DATASET EXCERPTS START

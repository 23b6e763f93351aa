use crate::common::conflict;
use crate::common::file::{FileSpec, write_file, write_plan};
use assert_cmd::Command;
use assert_fs::TempDir;
use rstest::fixture;
use std::path::Path;

#[fixture]
pub fn workspace_dir() -> TempDir {
    TempDir::new().expect("Failed to create temp dir")
}

/// A workspace with three conflicted test files and a plan that resolves
/// them, one rule style per file.
#[fixture]
pub fn conflicted_workspace(workspace_dir: TempDir) -> TempDir {
    write_file(FileSpec::new(
        workspace_dir.path().join(SEARCH_INPUT),
        search_input_conflicted(),
    ));
    write_file(FileSpec::new(
        workspace_dir.path().join(PRIVATE_ROUTE),
        private_route_conflicted(),
    ));
    write_file(FileSpec::new(
        workspace_dir.path().join(USER_MODEL),
        user_model_conflicted(),
    ));
    write_plan(workspace_dir.path(), &conflicted_workspace_plan());

    workspace_dir
}

pub const SEARCH_INPUT: &str = "client/src/components/Form/SearchInput.test.js";
pub const PRIVATE_ROUTE: &str = "client/src/components/Routes/Private.test.js";
pub const USER_MODEL: &str = "models/userModel.test.js";

pub fn conflicted_workspace_plan() -> String {
    format!(
        r#"[[file]]
path = "{SEARCH_INPUT}"

[[file.rules]]
kind = "replace"
text = '''
// header A
import React from "react";'''

[[file.rules]]
kind = "concatenate"

[[file.rules.transforms]]
kind = "drop_leading_lines"
count = 4

[[file]]
path = "{PRIVATE_ROUTE}"

[[file.rules]]
kind = "concatenate"

[[file.rules.transforms]]
kind = "extract_container"
name = "PrivateRoute"

[[file]]
path = "{USER_MODEL}"

[[file.rules]]
kind = "concatenate"

[[file.rules.transforms]]
kind = "substitute_line"
from = 'import User from "./userModel.js";'
to = "const User = userModel;"
"#
    )
}

pub fn search_input_conflicted() -> String {
    let header = conflict(
        "// header A\nimport React from \"react\";",
        "import React from \"react\";\n// Module Mocks",
    );
    let mocks = conflict(
        "  ...jest.requireActual(\"react-router-dom\"),\n  useNavigate: () => mockNavigate,\n}));\n\ndescribe(\"SearchInput\", () => {\n  it(\"renders\", () => {});\n});",
        "  ...jest.requireActual(\"react-router-dom\"),\n  useNavigate: () => mockNavigate,\n}));\nconst mockNavigate = jest.fn();\ndescribe(\"SearchInput main\", () => {\n  it(\"submits\", () => {});\n});",
    );

    format!(
        "{header}\n\njest.mock(\"axios\");\njest.mock(\"react-router-dom\", () => ({{\n{mocks}\n"
    )
}

pub fn search_input_resolved() -> String {
    r#"// header A
import React from "react";

jest.mock("axios");
jest.mock("react-router-dom", () => ({
  ...jest.requireActual("react-router-dom"),
  useNavigate: () => mockNavigate,
}));

describe("SearchInput", () => {
  it("renders", () => {});
});

describe("SearchInput main", () => {
  it("submits", () => {});
});
"#
    .to_string()
}

pub fn private_route_conflicted() -> String {
    let region = conflict(
        "import PrivateRoute from \"./Private\";\n\ndescribe(\"PrivateRoute\", () => {\n  it(\"shows spinner\", () => {});\n});",
        "import PrivateRoute from \"./Private\";\nimport axios from \"axios\";\n\ndescribe(\"PrivateRoute\", () => {\n  it(\"redirects\", () => {});\n});",
    );

    format!("import {{ render }} from \"@testing-library/react\";\n{region}\n")
}

pub fn private_route_resolved() -> String {
    r#"import { render } from "@testing-library/react";
import PrivateRoute from "./Private";

describe("PrivateRoute", () => {
  it("shows spinner", () => {});
});

describe('PrivateRoute main', () => {
  it("redirects", () => {});
});
"#
    .to_string()
}

pub fn user_model_conflicted() -> String {
    let region = conflict(
        "import userModel from \"./userModel.js\";\n\ndescribe(\"User Model Schema\", () => {});",
        "import mongoose from \"mongoose\";\nimport User from \"./userModel.js\";\n\ndescribe(\"User Model\", () => {});",
    );

    format!("{region}\n")
}

pub fn user_model_resolved() -> String {
    r#"import userModel from "./userModel.js";

describe("User Model Schema", () => {});

import mongoose from "mongoose";
const User = userModel;

describe("User Model", () => {});
"#
    .to_string()
}

pub fn run_unconflict_command(dir: &Path, args: &[&str]) -> Command {
    let mut cmd = Command::cargo_bin("unconflict").expect("Failed to find unconflict binary");
    cmd.env_remove("UNCONFLICT_LOG");
    cmd.current_dir(dir);
    for arg in args {
        cmd.arg(arg);
    }
    cmd
}
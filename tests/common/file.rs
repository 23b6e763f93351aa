use derive_new::new;
use std::path::{Path, PathBuf};

#[derive(Debug, Clone, Eq, PartialEq, new)]
pub struct FileSpec {
    pub path: PathBuf,
    pub content: String,
}

pub fn write_file(file_spec: FileSpec) {
    // make sure the parent directory exists
    if let Some(parent) = file_spec.path.parent() {
        std::fs::create_dir_all(parent)
            .unwrap_or_else(|e| panic!("Failed to create directory {:?}: {}", parent, e));
    }

    std::fs::write(&file_spec.path, &file_spec.content)
        .unwrap_or_else(|e| panic!("Failed to write file {:?}: {}", file_spec.path, e));
}

pub fn read_file(path: &Path) -> String {
    std::fs::read_to_string(path).unwrap_or_else(|e| panic!("Failed to read file {:?}: {}", path, e))
}

pub fn write_plan(dir: &Path, content: &str) -> PathBuf {
    let path = dir.join("unconflict.toml");
    write_file(FileSpec::new(path.clone(), content.to_string()));
    path
}

pub fn write_generated_clean_file(dir: &Path, name: &str) -> FileSpec {
    use fake::{Fake, faker::lorem::en::Sentences};

    let content = Sentences(3..8).fake::<Vec<String>>().join("\n") + "\n";
    let file_spec = FileSpec::new(dir.join(name), content);
    write_file(file_spec.clone());

    file_spec
}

DATASET EXCERPTS END

PROBLEM TO WORK ON :: Print all entries again, exactly.

WORKED SOLUTION ::
repository 23b6e763f93351aa
use crate::common::conflict;
use crate::common::file::{FileSpec, write_file, write_plan};
use assert_cmd::Command;
use assert_fs::TempDir;
use rstest::fixture;
use std::path::Path;

#[fixture]
pub fn workspace_dir() -> TempDir {
    TempDir::new().expect("Failed to create temp dir")
}

/// A workspace with three conflicted test files and a plan that resolves
/// them, one rule style per file.
#[fixture]
pub fn conflicted_workspace(workspace_dir: TempDir) -> TempDir {
    write_file(FileSpec::new(
        workspace_dir.path().join(SEARCH_INPUT),
        search_input_conflicted(),
    ));
    write_file(FileSpec::new(
        workspace_dir.path().join(PRIVATE_ROUTE),
        private_route_conflicted(),
    ));
    write_file(FileSpec::new(
        workspace_dir.path().join(USER_MODEL),
        user_model_conflicted(),
    ));
    write_plan(workspace_dir.path(), &conflicted_workspace_plan());

    workspace_dir
}

pub const SEARCH_INPUT: &str = "client/src/components/Form/SearchInput.test.js";
pub const PRIVATE_ROUTE: &str = "client/src/components/Routes/Private.test.js";
pub const USER_MODEL: &str = "models/userModel.test.js";

pub fn conflicted_workspace_plan() -> String {
    format!(
        r#"[[file]]
path = "{SEARCH_INPUT}"

[[file.rules]]
kind = "replace"
text = '''
// header A
import React from "react";'''

[[file.rules]]
kind = "concatenate"

[[file.rules.transforms]]
kind = "drop_leading_lines"
count = 4

[[file]]
path = "{PRIVATE_ROUTE}"

[[file.rules]]
kind = "concatenate"

[[file.rules.transforms]]
kind = "extract_container"
name = "PrivateRoute"

[[file]]
path = "{USER_MODEL}"

[[file.rules]]
kind = "concatenate"

[[file.rules.transforms]]
kind = "substitute_line"
from = 'import User from "./userModel.js";'
to = "const User = userModel;"
"#
    )
}

pub fn search_input_conflicted() -> String {
    let header = conflict(
        "// header A\nimport React from \"react\";",
        "import React from \"react\";\n// Module Mocks",
    );
    let mocks = conflict(
        "  ...jest.requireActual(\"react-router-dom\"),\n  useNavigate: () => mockNavigate,\n}));\n\ndescribe(\"SearchInput\", () => {\n  it(\"renders\", () => {});\n});",
        "  ...jest.requireActual(\"react-router-dom\"),\n  useNavigate: () => mockNavigate,\n}));\nconst mockNavigate = jest.fn();\ndescribe(\"SearchInput main\", () => {\n  it(\"submits\", () => {});\n});",
    );

    format!(
        "{header}\n\njest.mock(\"axios\");\njest.mock(\"react-router-dom\", () => ({{\n{mocks}\n"
    )
}

pub fn search_input_resolved() -> String {
    r#"// header A
import React from "react";

jest.mock("axios");
jest.mock("react-router-dom", () => ({
  ...jest.requireActual("react-router-dom"),
  useNavigate: () => mockNavigate,
}));

describe("SearchInput", () => {
  it("renders", () => {});
});

describe("SearchInput main", () => {
  it("submits", () => {});
});
"#
    .to_string()
}

pub fn private_route_conflicted() -> String {
    let region = conflict(
        "import PrivateRoute from \"./Private\";\n\ndescribe(\"PrivateRoute\", () => {\n  it(\"shows spinner\", () => {});\n});",
        "import PrivateRoute from \"./Private\";\nimport axios from \"axios\";\n\ndescribe(\"PrivateRoute\", () => {\n  it(\"redirects\", () => {});\n});",
    );

    format!("import {{ render }} from \"@testing-library/react\";\n{region}\n")
}

pub fn private_route_resolved() -> String {
    r#"import { render } from "@testing-library/react";
import PrivateRoute from "./Private";

describe("PrivateRoute", () => {
  it("shows spinner", () => {});
});

describe('PrivateRoute main', () => {
  it("redirects", () => {});
});
"#
    .to_string()
}

pub fn user_model_conflicted() -> String {
    let region = conflict(
        "import userModel from \"./userModel.js\";\n\ndescribe(\"User Model Schema\", () => {});",
        "import mongoose from \"mongoose\";\nimport User from \"./userModel.js\";\n\ndescribe(\"User Model\", () => {});",
    );

    format!("{region}\n")
}

pub fn user_model_resolved() -> String {
    r#"import userModel from "./userModel.js";

describe("User Model Schema", () => {});

import mongoose from "mongoose";
const User = userModel;

describe("User Model", () => {});
"#
    .to_string()
}

pub fn run_unconflict_command(dir: &Path, args: &[&str]) -> Command {
    let mut cmd = Command::cargo_bin("unconflict").expect("Failed to find unconflict binary");
    cmd.env_remove("UNCONFLICT_LOG");
    cmd.current_dir(dir);
    for arg in args {
        cmd.arg(arg);
    }
    cmd
}
filename tests/common/file.rs
repository 23b6e763f93351aa
use derive_new::new;
use std::path::{Path, PathBuf};

#[derive(Debug, Clone, Eq, PartialEq, new)]
pub struct FileSpec {
    pub path: PathBuf,
    pub content: String,
}

pub fn write_file(file_spec: FileSpec) {
    // make sure the parent directory exists
    if let Some(parent) = file_spec.path.parent() {
        std::fs::create_dir_all(parent)
            .unwrap_or_else(|e| panic!("Failed to create directory {:?}: {}", parent, e));
    }

    std::fs::write(&file_spec.path, &file_spec.content)
        .unwrap_or_else(|e| panic!("Failed to write file {:?}: {}", file_spec.path, e));
}

pub fn read_file(path: &Path) -> String {
    std::fs::read_to_string(path).unwrap_or_else(|e| panic!("Failed to read file {:?}: {}", path, e))
}

pub fn write_plan(dir: &Path, content: &str) -> PathBuf {
    let path = dir.join("unconflict.toml");
    write_file(FileSpec::new(path.clone(), content.to_string()));
    path
}

pub fn write_generated_clean_file(dir: &Path, name: &str) -> FileSpec {
    use fake::{Fake, faker::lorem::en::Sentences};

    let content = Sentences(3..8).fake::<Vec<String>>().join("\n") + "\n";
    let file_spec = FileSpec::new(dir.join(name), content);
    write_file(file_spec.clone());

    file_spec
}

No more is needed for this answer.